(Assigned task)
Give every line of the records exactly, please, from the first up to and including the one containing "The entry point".

*** Dataset extract Section Begins ***

//! SFTP file bridge
//!
//! Uploads local files to a remote directory and polls a remote directory
//! for files matching a glob, downloading and then deleting them.
//!
//! The entry point is [`SftpBridge`]. Lower layers are public so the pool,
//! uploader and downloader can be driven directly or over a custom
//! [`sftp::Connector`].

pub mod bridge;
pub mod config;
pub mod error;
pub mod logging;
pub mod pool;
pub mod scheduler;
pub mod sftp;
pub mod ssh;
pub mod transfer;
pub mod validation;

pub(crate) mod security_log;

pub use bridge::SftpBridge;
pub use config::BridgeConfig;
pub use error::{ConfigError, SftpError};
pub use transfer::{PollOutcome, PollReport, TransferRecord, UploadRecord};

*** Dataset extract Section Ends ***

(Result of the task)
//! SFTP file bridge
//!
//! Uploads local files to a remote directory and polls a remote directory
//! for files matching a glob, downloading and then deleting them.
//!
//! The entry point is [`SftpBridge`]. Lower layers are public so the pool,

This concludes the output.